_EXERCISE AIM_. Scan the listing below. Report each line that includes "looked".

........

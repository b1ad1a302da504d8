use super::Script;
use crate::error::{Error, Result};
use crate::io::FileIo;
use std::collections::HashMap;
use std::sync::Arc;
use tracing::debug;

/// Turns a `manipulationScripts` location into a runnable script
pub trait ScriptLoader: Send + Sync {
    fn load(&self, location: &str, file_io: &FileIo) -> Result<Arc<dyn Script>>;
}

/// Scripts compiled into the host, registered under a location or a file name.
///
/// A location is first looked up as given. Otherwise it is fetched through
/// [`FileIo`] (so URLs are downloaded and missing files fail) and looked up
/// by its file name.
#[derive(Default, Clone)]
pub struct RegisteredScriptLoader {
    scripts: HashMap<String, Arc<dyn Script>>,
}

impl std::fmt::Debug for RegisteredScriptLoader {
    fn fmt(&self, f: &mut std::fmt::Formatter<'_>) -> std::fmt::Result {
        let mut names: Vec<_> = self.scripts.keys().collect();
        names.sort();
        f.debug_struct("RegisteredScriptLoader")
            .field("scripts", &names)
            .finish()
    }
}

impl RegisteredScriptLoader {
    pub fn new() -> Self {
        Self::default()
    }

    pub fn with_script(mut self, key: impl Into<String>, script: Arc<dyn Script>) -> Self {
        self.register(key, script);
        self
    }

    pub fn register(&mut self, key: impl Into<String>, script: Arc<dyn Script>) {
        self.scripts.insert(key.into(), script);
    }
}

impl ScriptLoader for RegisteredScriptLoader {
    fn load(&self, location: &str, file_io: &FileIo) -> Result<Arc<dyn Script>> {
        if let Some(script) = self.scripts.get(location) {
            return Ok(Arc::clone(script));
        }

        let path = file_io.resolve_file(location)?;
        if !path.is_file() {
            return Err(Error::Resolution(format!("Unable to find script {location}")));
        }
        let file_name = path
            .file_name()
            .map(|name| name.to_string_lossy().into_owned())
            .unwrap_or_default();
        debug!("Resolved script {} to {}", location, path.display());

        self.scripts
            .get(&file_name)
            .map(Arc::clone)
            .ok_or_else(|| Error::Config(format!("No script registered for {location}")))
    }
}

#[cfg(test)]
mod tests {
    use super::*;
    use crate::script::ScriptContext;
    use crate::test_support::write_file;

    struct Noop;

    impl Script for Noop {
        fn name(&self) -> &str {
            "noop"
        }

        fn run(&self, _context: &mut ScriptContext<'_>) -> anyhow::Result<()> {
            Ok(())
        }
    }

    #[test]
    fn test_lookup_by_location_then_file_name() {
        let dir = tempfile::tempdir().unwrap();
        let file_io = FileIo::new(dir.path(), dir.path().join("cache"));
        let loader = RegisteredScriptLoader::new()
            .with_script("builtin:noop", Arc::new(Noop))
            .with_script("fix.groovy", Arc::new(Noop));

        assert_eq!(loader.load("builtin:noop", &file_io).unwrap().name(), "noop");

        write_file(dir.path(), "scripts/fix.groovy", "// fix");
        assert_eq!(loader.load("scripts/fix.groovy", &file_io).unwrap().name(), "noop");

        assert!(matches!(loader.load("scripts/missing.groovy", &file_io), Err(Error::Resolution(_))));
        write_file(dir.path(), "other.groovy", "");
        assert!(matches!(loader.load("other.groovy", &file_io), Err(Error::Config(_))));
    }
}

........

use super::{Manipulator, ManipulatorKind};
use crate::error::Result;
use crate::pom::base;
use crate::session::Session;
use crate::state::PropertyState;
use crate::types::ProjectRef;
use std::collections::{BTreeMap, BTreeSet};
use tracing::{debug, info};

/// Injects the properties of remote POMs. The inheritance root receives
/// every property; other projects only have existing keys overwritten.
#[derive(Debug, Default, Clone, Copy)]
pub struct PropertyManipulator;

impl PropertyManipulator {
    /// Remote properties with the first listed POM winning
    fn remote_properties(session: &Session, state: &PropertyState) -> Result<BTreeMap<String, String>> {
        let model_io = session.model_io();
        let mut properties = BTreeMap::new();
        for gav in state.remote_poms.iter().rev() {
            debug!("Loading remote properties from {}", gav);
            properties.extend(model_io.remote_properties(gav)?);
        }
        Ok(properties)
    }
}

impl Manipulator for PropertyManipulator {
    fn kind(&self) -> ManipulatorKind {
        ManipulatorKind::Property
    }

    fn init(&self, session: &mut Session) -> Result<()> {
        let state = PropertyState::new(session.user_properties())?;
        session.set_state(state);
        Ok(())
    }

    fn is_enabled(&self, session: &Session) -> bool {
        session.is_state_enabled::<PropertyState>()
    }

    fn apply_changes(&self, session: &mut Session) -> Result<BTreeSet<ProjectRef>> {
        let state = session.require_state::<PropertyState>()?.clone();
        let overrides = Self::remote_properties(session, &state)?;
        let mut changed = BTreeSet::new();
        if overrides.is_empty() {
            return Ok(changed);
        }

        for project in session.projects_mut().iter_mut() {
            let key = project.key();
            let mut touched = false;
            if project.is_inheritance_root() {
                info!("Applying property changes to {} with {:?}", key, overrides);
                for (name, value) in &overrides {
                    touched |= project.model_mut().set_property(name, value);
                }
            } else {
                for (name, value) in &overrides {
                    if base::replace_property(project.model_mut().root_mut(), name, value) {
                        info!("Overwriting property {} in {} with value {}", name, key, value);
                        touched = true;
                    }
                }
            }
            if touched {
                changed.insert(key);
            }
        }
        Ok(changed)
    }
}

........

_ANSWER TO THE EXERCISE_.
/// A location is first looked up as given. Otherwise it is fetched through
/// [`FileIo`] (so URLs are downloaded and missing files fail) and looked up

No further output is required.